現在、六巻目の「映画がなければ生きていけない2016-2018」出版準備中で「映画と夜と音楽と----」は休載し、冒険小説「天皇への密使」を連載中です。実在の人物が多く登場しますが、すべてフィクションです。なお、六巻目の「映画がなければ生きていけない2016-2018」は、アマゾンで予約受付が始まりました。

●天皇への密使・第四章その11

■1945年8月6日 1:45 テニアン島
 テニアン島では、現地時間の午前二時四十五分になろうとしていた。一時間前、三機の気象観測班のB29が日本の小倉、長崎、広島の上空に向けて飛び立った。リトルボーイと名付けられた原子爆弾を積んだエノラ・ゲイが四国の海岸線に到着する頃、それぞれの都市の気象条件を報告するためだ。

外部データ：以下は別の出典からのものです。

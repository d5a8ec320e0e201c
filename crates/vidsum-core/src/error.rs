use reqwest::StatusCode;
use thiserror::Error;

/// Server-assigned failure categories for a summarize attempt, each with a
/// short user-facing status and a longer hint.
#[derive(Clone, Copy, Debug, PartialEq, Eq)]
pub enum ErrorCode {
    AuthRequired,
    AuthInvalid,
    CreditsExceeded,
    DownloadFailed,
    SummaryFailed,
    InternalError,
    Unknown,
}

impl ErrorCode {
    pub fn from_wire(code: &str) -> Option<Self> {
        match code {
            "AUTH_REQUIRED" => Some(ErrorCode::AuthRequired),
            "AUTH_INVALID" => Some(ErrorCode::AuthInvalid),
            "CREDITS_EXCEEDED" => Some(ErrorCode::CreditsExceeded),
            "DOWNLOAD_FAILED" => Some(ErrorCode::DownloadFailed),
            "SUMMARY_FAILED" => Some(ErrorCode::SummaryFailed),
            "INTERNAL_ERROR" => Some(ErrorCode::InternalError),
            _ => None,
        }
    }

    pub fn status(self) -> &'static str {
        match self {
            ErrorCode::AuthRequired => "Sign-in required",
            ErrorCode::AuthInvalid => "Session expired",
            ErrorCode::CreditsExceeded => "Out of credits",
            ErrorCode::DownloadFailed => "Video download failed",
            ErrorCode::SummaryFailed => "Summarization failed",
            ErrorCode::InternalError => "Server error",
            ErrorCode::Unknown => "Request failed",
        }
    }

    pub fn hint(self) -> &'static str {
        match self {
            ErrorCode::AuthRequired => "Sign in to summarize videos, then try again",
            ErrorCode::AuthInvalid => "Your session is no longer valid; sign in again",
            ErrorCode::CreditsExceeded => "This account has used up its summarization credits",
            ErrorCode::DownloadFailed => "The video could not be fetched; check that the link is public",
            ErrorCode::SummaryFailed => "The model could not produce a summary for this video",
            ErrorCode::InternalError => "Something went wrong on the server; try again shortly",
            ErrorCode::Unknown => "An unexpected error ended this attempt",
        }
    }
}

/// Classify a terminal server error, preferring the explicit wire code and
/// falling back to message substrings.
pub fn classify_error(code: Option<&str>, message: &str) -> ErrorCode {
    if let Some(known) = code.and_then(ErrorCode::from_wire) {
        return known;
    }
    let lower = message.to_lowercase();
    if lower.contains("credit") || lower.contains("quota") {
        ErrorCode::CreditsExceeded
    } else if lower.contains("expired") || lower.contains("invalid token") {
        ErrorCode::AuthInvalid
    } else if lower.contains("login")
        || lower.contains("sign in")
        || lower.contains("unauthorized")
        || lower.contains("auth")
    {
        ErrorCode::AuthRequired
    } else if lower.contains("download") {
        ErrorCode::DownloadFailed
    } else if lower.contains("summar") {
        ErrorCode::SummaryFailed
    } else if lower.contains("internal") {
        ErrorCode::InternalError
    } else {
        ErrorCode::Unknown
    }
}

/// Classification for stream requests the server rejects outright.
pub fn classify_http_status(status: StatusCode) -> ErrorCode {
    match status.as_u16() {
        401 => ErrorCode::AuthRequired,
        403 => ErrorCode::AuthInvalid,
        402 | 429 => ErrorCode::CreditsExceeded,
        500..=599 => ErrorCode::InternalError,
        _ => ErrorCode::Unknown,
    }
}

#[derive(Debug, Error)]
pub enum SummarizeError {
    #[error("video url must not be empty")]
    EmptyUrl,

    #[error("stream request failed: {0}")]
    Http(#[from] reqwest::Error),

    #[error("{status}: {message}")]
    Server {
        code: ErrorCode,
        status: String,
        hint: String,
        /// Original server message, preserved for diagnostics.
        message: String,
    },

    #[error("stream interrupted: {message}")]
    Stream { message: String },

    #[error("stream closed before a terminal event")]
    Disconnected,

    #[error("attempt superseded by a newer start")]
    Superseded,
}

#[derive(Debug, Error)]
pub enum HistoryError {
    #[error("history request failed: {0}")]
    Http(#[from] reqwest::Error),

    #[error("history endpoint returned {status}")]
    Status { status: StatusCode },

    #[error("IO error: {0}")]
    Io(#[from] std::io::Error),

    #[error("JSON parse error: {0}")]
    Json(#[from] serde_json::Error),
}

#[cfg(test)]
mod tests {
    use super::*;

    #[test]
    fn wire_codes_take_precedence() {
        assert_eq!(
            classify_error(Some("CREDITS_EXCEEDED"), "anything at all"),
            ErrorCode::CreditsExceeded
        );
        assert_eq!(
            classify_error(Some("DOWNLOAD_FAILED"), "no credits left"),
            ErrorCode::DownloadFailed
        );
    }

    #[test]
    fn unknown_wire_code_falls_back_to_message() {
        assert_eq!(
            classify_error(Some("SOMETHING_NEW"), "download timed out"),
            ErrorCode::DownloadFailed
        );
    }

    #[test]
    fn message_substrings_classify() {
        assert_eq!(
            classify_error(None, "Insufficient credits"),
            ErrorCode::CreditsExceeded
        );
        assert_eq!(
            classify_error(None, "please login first"),
            ErrorCode::AuthRequired
        );
        assert_eq!(
            classify_error(None, "token expired"),
            ErrorCode::AuthInvalid
        );
        assert_eq!(
            classify_error(None, "summarization pipeline crashed"),
            ErrorCode::SummaryFailed
        );
        assert_eq!(classify_error(None, "weird"), ErrorCode::Unknown);
    }

    #[test]
    fn http_statuses_classify() {
        assert_eq!(
            classify_http_status(StatusCode::UNAUTHORIZED),
            ErrorCode::AuthRequired
        );
        assert_eq!(
            classify_http_status(StatusCode::PAYMENT_REQUIRED),
            ErrorCode::CreditsExceeded
        );
        assert_eq!(
            classify_http_status(StatusCode::INTERNAL_SERVER_ERROR),
            ErrorCode::InternalError
        );
        assert_eq!(classify_http_status(StatusCode::IM_A_TEAPOT), ErrorCode::Unknown);
    }
}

まだ、どこを目標にするかは決まっていない。
 リトルボーイとニックネームをつけられたのは、その爆弾が巨大で、けた違いに重かったからである。そのため、機長の母親の名前である「エノラ・ゲイ」と機体に描かれたB29は、今回の任務には不要と思われる様々な装置を外し、超過した重量を吸収しなければならなかった。ギリギリの重量のため、滑走路もめいっぱい使って離陸する必要があった。そして、日本時間の午前一時四十五分、予定通りエノラ・ゲイは離陸した。
 日本までは、往復十二時間。日本時間の午前八時前後には、小倉か、長崎か、広島の上空に到達するはずだった。

■1945年8月13日 08:30 東京・皇居
 阿南惟幾陸軍大臣は、九時からの最高戦争指導会議の前に、天皇への謁見を願い出た。上奏の内容は別件であったが、天皇に直接、ポツダム宣言受諾の聖断を翻すことを勧めるためだった。国体の維持を条件にポツダム宣言を受諾することを連合国に示したにもかかわらず、連合国側は明確な返答をせず、「天皇は連合軍最高司令官に隷属する」ともとれる回答をよこしただけであった。
 英文で「subject to」となっている部分を大本営は「隷属する」と訳し、外務省は「制限の下におかる」と訳したが、どちらにせよ日本が降伏すれば連合国司令官の下に占領され、天皇もその下に位置することになる。これでは天皇制の維持は危ぶまれる。いくら原子爆弾が広島に続き長崎に落とされたといっても、国体が維持できないのでは日本国が存続する意味はない。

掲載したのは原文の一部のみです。